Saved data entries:
++++++
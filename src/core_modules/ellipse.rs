// THEORY:
// The ellipse model shared by the contour analyzer and the final fit, plus a
// rasteriser that answers "is this pixel inside / near the outline?".
//
// Fitting follows the numerically stable form of Fitzgibbon's direct method
// (Halíř & Flusser): the 6x6 scatter matrix is split into quadratic and linear
// blocks, the linear part is eliminated, and the remaining 3x3 eigenproblem is
// solved for the single eigenvector satisfying the ellipse constraint
// `4AC - B² > 0`. Points are centred and scaled first.

use nalgebra::{Matrix3, Matrix6, Vector3, Vector6};
use std::f64::consts::{FRAC_PI_2, PI};

/// Minimum number of points needed to determine the five ellipse parameters.
pub const MIN_FIT_POINTS: usize = 5;

/// A rotated ellipse in frame coordinates.
#[derive(Debug, Clone, Copy, PartialEq)]
pub struct Ellipse {
    pub cx: f64,
    pub cy: f64,
    /// Semi-major axis length.
    pub semi_major: f64,
    /// Semi-minor axis length.
    pub semi_minor: f64,
    /// Angle of the major axis from +x, radians in (-π/2, π/2].
    pub angle: f64,
}

impl Ellipse {
    pub fn center(&self) -> (f64, f64) {
        (self.cx, self.cy)
    }

    /// Full axis lengths as `(minor, major)`.
    pub fn axes(&self) -> (f64, f64) {
        (2.0 * self.semi_minor, 2.0 * self.semi_major)
    }

    pub fn area(&self) -> f64 {
        PI * self.semi_major * self.semi_minor
    }

    pub fn is_valid(&self) -> bool {
        self.semi_major > 0.0
            && self.semi_minor > 0.0
            && self.semi_major.is_finite()
            && self.semi_minor.is_finite()
            && self.cx.is_finite()
            && self.cy.is_finite()
            && self.angle.is_finite()
    }

    /// `n` points evenly spaced in parameter along the boundary.
    pub fn boundary_points(&self, n: usize) -> Vec<(f64, f64)> {
        let (sin, cos) = self.angle.sin_cos();
        (0..n)
            .map(|i| {
                let t = 2.0 * PI * i as f64 / n as f64;
                let (u, v) = (self.semi_major * t.cos(), self.semi_minor * t.sin());
                (self.cx + u * cos - v * sin, self.cy + u * sin + v * cos)
            })
            .collect()
    }
}

/// Fits an ellipse to `points`. Returns `None` for fewer than
/// [`MIN_FIT_POINTS`] points or when the points do not determine an ellipse
/// (collinear, coincident, or hyperbolic best fit).
pub fn fit_ellipse(points: &[(f64, f64)]) -> Option<Ellipse> {
    if points.len() < MIN_FIT_POINTS {
        return None;
    }

    // --- 1. Normalise: centre on the mean, mean distance ≈ √2 ---
    let n = points.len() as f64;
    let mean_x = points.iter().map(|p| p.0).sum::<f64>() / n;
    let mean_y = points.iter().map(|p| p.1).sum::<f64>() / n;
    let mean_dist = points
        .iter()
        .map(|p| ((p.0 - mean_x).powi(2) + (p.1 - mean_y).powi(2)).sqrt())
        .sum::<f64>()
        / n;
    if mean_dist < 1e-12 {
        return None;
    }
    let scale = std::f64::consts::SQRT_2 / mean_dist;

    // --- 2. Scatter matrix of the design rows [x², xy, y², x, y, 1] ---
    let mut scatter = Matrix6::<f64>::zeros();
    for &(px, py) in points {
        let x = (px - mean_x) * scale;
        let y = (py - mean_y) * scale;
        let row = Vector6::new(x * x, x * y, y * y, x, y, 1.0);
        scatter += row * row.transpose();
    }

    let s1: Matrix3<f64> = scatter.fixed_view::<3, 3>(0, 0).into_owned();
    let s2: Matrix3<f64> = scatter.fixed_view::<3, 3>(0, 3).into_owned();
    let s3: Matrix3<f64> = scatter.fixed_view::<3, 3>(3, 3).into_owned();

    // --- 3. Reduced eigenproblem ---
    let t = -(s3.try_inverse()? * s2.transpose());
    let m = s1 + s2 * t;
    // Premultiply by the inverse of the constraint matrix [[0,0,2],[0,-1,0],[2,0,0]].
    let reduced = Matrix3::new(
        m[(2, 0)] * 0.5,
        m[(2, 1)] * 0.5,
        m[(2, 2)] * 0.5,
        -m[(1, 0)],
        -m[(1, 1)],
        -m[(1, 2)],
        m[(0, 0)] * 0.5,
        m[(0, 1)] * 0.5,
        m[(0, 2)] * 0.5,
    );

    let a1 = constrained_eigenvector(&reduced)?;
    let a2 = t * a1;

    // --- 4. Back to frame coordinates ---
    let coeffs = denormalize(
        &Vector6::new(a1[0], a1[1], a1[2], a2[0], a2[1], a2[2]),
        mean_x,
        mean_y,
        scale,
    );
    conic_to_ellipse(coeffs)
}

/// Eigenvector of `system` that satisfies `4·v0·v2 − v1² > 0`. When several
/// do (numerical noise), the one with the smallest eigenvalue magnitude wins.
fn constrained_eigenvector(system: &Matrix3<f64>) -> Option<Vector3<f64>> {
    let magnitude = system.norm().max(1e-300);
    let mut best: Option<(f64, Vector3<f64>)> = None;

    for eigenvalue in system.complex_eigenvalues().iter() {
        if eigenvalue.im.abs() > 1e-9 * magnitude {
            continue;
        }
        let lambda = eigenvalue.re;
        let Some(v) = null_vector(&(system - Matrix3::identity() * lambda)) else {
            continue;
        };
        if 4.0 * v[0] * v[2] - v[1] * v[1] <= 0.0 {
            continue;
        }
        if best.is_none_or(|(best_lambda, _)| lambda.abs() < best_lambda) {
            best = Some((lambda.abs(), v));
        }
    }

    best.map(|(_, v)| v)
}

/// Null vector of a rank-2 3x3 matrix: the longest cross product of two of its rows.
fn null_vector(m: &Matrix3<f64>) -> Option<Vector3<f64>> {
    let rows = [m.row(0).transpose(), m.row(1).transpose(), m.row(2).transpose()];
    let candidates = [
        rows[1].cross(&rows[2]),
        rows[2].cross(&rows[0]),
        rows[0].cross(&rows[1]),
    ];
    let best = candidates
        .into_iter()
        .max_by(|a, b| a.norm_squared().total_cmp(&b.norm_squared()))?;
    let norm = best.norm();
    if norm < 1e-15 {
        return None;
    }
    Some(best / norm)
}

/// Undo `x' = s(x - mx), y' = s(y - my)` on conic coefficients.
fn denormalize(c: &Vector6<f64>, mx: f64, my: f64, s: f64) -> [f64; 6] {
    let s2 = s * s;
    let (a, b, cc, d, e, f) = (c[0] * s2, c[1] * s2, c[2] * s2, c[3] * s, c[4] * s, c[5]);
    [
        a,
        b,
        cc,
        d - 2.0 * a * mx - b * my,
        e - b * mx - 2.0 * cc * my,
        f + a * mx * mx + b * mx * my + cc * my * my - d * mx - e * my,
    ]
}

/// Geometric parameters of `A x² + B xy + C y² + D x + E y + F = 0`.
fn conic_to_ellipse([a, b, c, d, e, f]: [f64; 6]) -> Option<Ellipse> {
    let discriminant = b * b - 4.0 * a * c;
    if discriminant >= 0.0 || !discriminant.is_finite() {
        return None;
    }

    let cx = (2.0 * c * d - b * e) / discriminant;
    let cy = (2.0 * a * e - b * d) / discriminant;
    let f_center = a * cx * cx + b * cx * cy + c * cy * cy + d * cx + e * cy + f;

    let half_sum = (a + c) / 2.0;
    let radius = (((a - c) / 2.0).powi(2) + (b / 2.0).powi(2)).sqrt();
    let lambda_max = half_sum + radius;
    let lambda_min = half_sum - radius;

    // `theta` is the direction whose quadratic-form value is `lambda_max`.
    let theta = 0.5 * b.atan2(a - c);
    let along_theta_sq = -f_center / lambda_max;
    let across_theta_sq = -f_center / lambda_min;
    if !(along_theta_sq > 0.0 && across_theta_sq > 0.0) {
        return None;
    }
    let along_theta = along_theta_sq.sqrt();
    let across_theta = across_theta_sq.sqrt();

    let (semi_major, semi_minor, angle) = if along_theta >= across_theta {
        (along_theta, across_theta, theta)
    } else {
        (across_theta, along_theta, theta + FRAC_PI_2)
    };

    let ellipse = Ellipse {
        cx,
        cy,
        semi_major,
        semi_minor,
        angle: wrap_half_turn(angle),
    };
    ellipse.is_valid().then_some(ellipse)
}

/// Wraps an axis angle into (-π/2, π/2].
fn wrap_half_turn(angle: f64) -> f64 {
    let mut a = angle % PI;
    if a > FRAC_PI_2 {
        a -= PI;
    } else if a <= -FRAC_PI_2 {
        a += PI;
    }
    a
}

/// Pixel-level queries against an ellipse: interior membership and
/// outline bands of a given thickness.
#[derive(Debug, Clone, Copy)]
pub struct EllipseRaster {
    ellipse: Ellipse,
    cos: f64,
    sin: f64,
}

impl EllipseRaster {
    pub fn new(ellipse: Ellipse) -> Self {
        let (sin, cos) = ellipse.angle.sin_cos();
        Self { ellipse, cos, sin }
    }

    /// `(distance from centre, normalised radius)`; the boundary has radius 1.
    fn polar(&self, x: f64, y: f64) -> (f64, f64) {
        let dx = x - self.ellipse.cx;
        let dy = y - self.ellipse.cy;
        let u = (dx * self.cos + dy * self.sin) / self.ellipse.semi_major;
        let v = (-dx * self.sin + dy * self.cos) / self.ellipse.semi_minor;
        ((dx * dx + dy * dy).sqrt(), (u * u + v * v).sqrt())
    }

    pub fn contains(&self, x: f64, y: f64) -> bool {
        self.polar(x, y).1 <= 1.0
    }

    /// Distance to the boundary measured along the ray from the centre.
    pub fn boundary_distance(&self, x: f64, y: f64) -> f64 {
        let (rho, r) = self.polar(x, y);
        if r <= f64::EPSILON {
            return self.ellipse.semi_minor;
        }
        rho * (1.0 - 1.0 / r).abs()
    }

    /// True when `(x, y)` lies on an outline drawn `thickness` pixels wide.
    pub fn in_band(&self, x: f64, y: f64, thickness: f64) -> bool {
        self.boundary_distance(x, y) <= thickness / 2.0
    }

    /// Inclusive pixel bounds of the ellipse grown by `pad`, clipped to the
    /// image. `None` when the ellipse lies entirely outside.
    pub fn bounds(&self, width: u32, height: u32, pad: f64) -> Option<(u32, u32, u32, u32)> {
        if width == 0 || height == 0 {
            return None;
        }
        let (a, b) = (self.ellipse.semi_major, self.ellipse.semi_minor);
        let half_w = (a * a * self.cos * self.cos + b * b * self.sin * self.sin).sqrt() + pad;
        let half_h = (a * a * self.sin * self.sin + b * b * self.cos * self.cos).sqrt() + pad;

        let x0 = (self.ellipse.cx - half_w).floor().max(0.0);
        let y0 = (self.ellipse.cy - half_h).floor().max(0.0);
        let x1 = (self.ellipse.cx + half_w).ceil().min(width as f64 - 1.0);
        let y1 = (self.ellipse.cy + half_h).ceil().min(height as f64 - 1.0);
        if x0 > x1 || y0 > y1 {
            return None;
        }
        Some((x0 as u32, y0 as u32, x1 as u32, y1 as u32))
    }

    /// Visits every pixel inside the ellipse.
    pub fn for_each_filled(&self, width: u32, height: u32, mut f: impl FnMut(u32, u32)) {
        let Some((x0, y0, x1, y1)) = self.bounds(width, height, 0.0) else {
            return;
        };
        for y in y0..=y1 {
            for x in x0..=x1 {
                if self.contains(x as f64, y as f64) {
                    f(x, y);
                }
            }
        }
    }

    /// Visits every pixel on the outline band of the given thickness.
    pub fn for_each_in_band(
        &self,
        width: u32,
        height: u32,
        thickness: f64,
        mut f: impl FnMut(u32, u32),
    ) {
        let Some((x0, y0, x1, y1)) = self.bounds(width, height, thickness / 2.0 + 1.0) else {
            return;
        };
        for y in y0..=y1 {
            for x in x0..=x1 {
                if self.in_band(x as f64, y as f64, thickness) {
                    f(x, y);
                }
            }
        }
    }
}

#[cfg(test)]
mod tests {
    use super::*;
    use approx::assert_relative_eq;

    fn ellipse(cx: f64, cy: f64, a: f64, b: f64, angle: f64) -> Ellipse {
        Ellipse {
            cx,
            cy,
            semi_major: a,
            semi_minor: b,
            angle,
        }
    }

    fn angle_gap(a: f64, b: f64) -> f64 {
        let d = (a - b).abs() % PI;
        d.min(PI - d)
    }

    #[test]
    fn fits_exact_points() {
        for truth in [
            ellipse(100.0, 80.0, 30.0, 15.0, 0.3),
            ellipse(320.0, 240.0, 20.0, 15.0, 0.0),
            ellipse(50.0, 60.0, 40.0, 10.0, -1.1),
            ellipse(200.0, 150.0, 25.0, 24.0, FRAC_PI_2),
        ] {
            let fitted = fit_ellipse(&truth.boundary_points(60)).expect("fit should succeed");
            assert_relative_eq!(fitted.cx, truth.cx, epsilon = 1e-6);
            assert_relative_eq!(fitted.cy, truth.cy, epsilon = 1e-6);
            assert_relative_eq!(fitted.semi_major, truth.semi_major, epsilon = 1e-6);
            assert_relative_eq!(fitted.semi_minor, truth.semi_minor, epsilon = 1e-6);
            assert!(angle_gap(fitted.angle, truth.angle) < 1e-6);
        }
    }

    #[test]
    fn fits_circle() {
        let truth = ellipse(50.0, 50.0, 20.0, 20.0, 0.0);
        let fitted = fit_ellipse(&truth.boundary_points(100)).unwrap();
        assert_relative_eq!(fitted.cx, 50.0, epsilon = 1e-6);
        assert_relative_eq!(fitted.semi_major, 20.0, epsilon = 1e-6);
        assert_relative_eq!(fitted.semi_minor, 20.0, epsilon = 1e-6);
    }

    #[test]
    fn fits_integer_pixel_outline() {
        let truth = ellipse(120.0, 90.0, 24.0, 19.0, 0.0);
        let pixels: Vec<(f64, f64)> = truth
            .boundary_points(400)
            .into_iter()
            .map(|(x, y)| (x.round(), y.round()))
            .collect();
        let fitted = fit_ellipse(&pixels).unwrap();
        assert_relative_eq!(fitted.cx, 120.0, epsilon = 0.5);
        assert_relative_eq!(fitted.cy, 90.0, epsilon = 0.5);
        assert_relative_eq!(fitted.semi_major, 24.0, epsilon = 1.0);
    }

    #[test]
    fn rejects_degenerate_inputs() {
        assert!(fit_ellipse(&[]).is_none());
        assert!(fit_ellipse(&[(0.0, 0.0), (1.0, 1.0), (2.0, 0.0), (3.0, 1.0)]).is_none());
        assert!(fit_ellipse(&[(5.0, 5.0); 10]).is_none());
    }

    #[test]
    fn axes_are_reported_minor_then_major() {
        let e = ellipse(0.0, 0.0, 20.0, 15.0, 0.0);
        assert_eq!(e.axes(), (30.0, 40.0));
        assert_relative_eq!(e.area(), PI * 300.0);
    }

    #[test]
    fn raster_fill_matches_area() {
        let raster = EllipseRaster::new(ellipse(100.0, 100.0, 30.0, 20.0, 0.4));
        let mut count = 0usize;
        raster.for_each_filled(200, 200, |_, _| count += 1);
        let area = PI * 30.0 * 20.0;
        assert!((count as f64 - area).abs() / area < 0.03, "count = {count}");
    }

    #[test]
    fn thicker_bands_cover_more_pixels() {
        let raster = EllipseRaster::new(ellipse(100.0, 100.0, 30.0, 20.0, 0.0));
        let count = |t: f64| {
            let mut n = 0usize;
            raster.for_each_in_band(200, 200, t, |_, _| n += 1);
            n
        };
        assert!(count(4.0) < count(10.0));
        assert!(raster.in_band(130.0, 100.0, 1.0));
        assert!(!raster.in_band(100.0, 100.0, 4.0));
    }

    #[test]
    fn bounds_clip_to_image() {
        let raster = EllipseRaster::new(ellipse(5.0, 5.0, 30.0, 20.0, 0.0));
        assert_eq!(raster.bounds(50, 50, 0.0), Some((0, 0, 35, 25)));
        let outside = EllipseRaster::new(ellipse(-100.0, -100.0, 10.0, 10.0, 0.0));
        assert_eq!(outside.bounds(50, 50, 0.0), None);
    }
}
++++++
Instructions for the task: Write out every line, unchanged, from the one containing "assert_relative_eq!(fitted.semi_minor, 20.0, epsilon" through the closing line of the data.

Answer for the task:
        assert_relative_eq!(fitted.semi_minor, 20.0, epsilon = 1e-6);
    }

    #[test]
    fn fits_integer_pixel_outline() {
        let truth = ellipse(120.0, 90.0, 24.0, 19.0, 0.0);
        let pixels: Vec<(f64, f64)> = truth
            .boundary_points(400)
            .into_iter()
            .map(|(x, y)| (x.round(), y.round()))
            .collect();
        let fitted = fit_ellipse(&pixels).unwrap();
        assert_relative_eq!(fitted.cx, 120.0, epsilon = 0.5);
        assert_relative_eq!(fitted.cy, 90.0, epsilon = 0.5);
        assert_relative_eq!(fitted.semi_major, 24.0, epsilon = 1.0);
    }

    #[test]
    fn rejects_degenerate_inputs() {
        assert!(fit_ellipse(&[]).is_none());
        assert!(fit_ellipse(&[(0.0, 0.0), (1.0, 1.0), (2.0, 0.0), (3.0, 1.0)]).is_none());
        assert!(fit_ellipse(&[(5.0, 5.0); 10]).is_none());
    }

    #[test]
    fn axes_are_reported_minor_then_major() {
        let e = ellipse(0.0, 0.0, 20.0, 15.0, 0.0);
        assert_eq!(e.axes(), (30.0, 40.0));
        assert_relative_eq!(e.area(), PI * 300.0);
    }

    #[test]
    fn raster_fill_matches_area() {
        let raster = EllipseRaster::new(ellipse(100.0, 100.0, 30.0, 20.0, 0.4));
        let mut count = 0usize;
        raster.for_each_filled(200, 200, |_, _| count += 1);
        let area = PI * 30.0 * 20.0;
        assert!((count as f64 - area).abs() / area < 0.03, "count = {count}");
    }

    #[test]
    fn thicker_bands_cover_more_pixels() {
        let raster = EllipseRaster::new(ellipse(100.0, 100.0, 30.0, 20.0, 0.0));
        let count = |t: f64| {
            let mut n = 0usize;
            raster.for_each_in_band(200, 200, t, |_, _| n += 1);
            n
        };
        assert!(count(4.0) < count(10.0));
        assert!(raster.in_band(130.0, 100.0, 1.0));
        assert!(!raster.in_band(100.0, 100.0, 4.0));
    }

    #[test]
    fn bounds_clip_to_image() {
        let raster = EllipseRaster::new(ellipse(5.0, 5.0, 30.0, 20.0, 0.0));
        assert_eq!(raster.bounds(50, 50, 0.0), Some((0, 0, 35, 25)));
        let outside = EllipseRaster::new(ellipse(-100.0, -100.0, 10.0, 10.0, 0.0));
        assert_eq!(outside.bounds(50, 50, 0.0), None);
    }
}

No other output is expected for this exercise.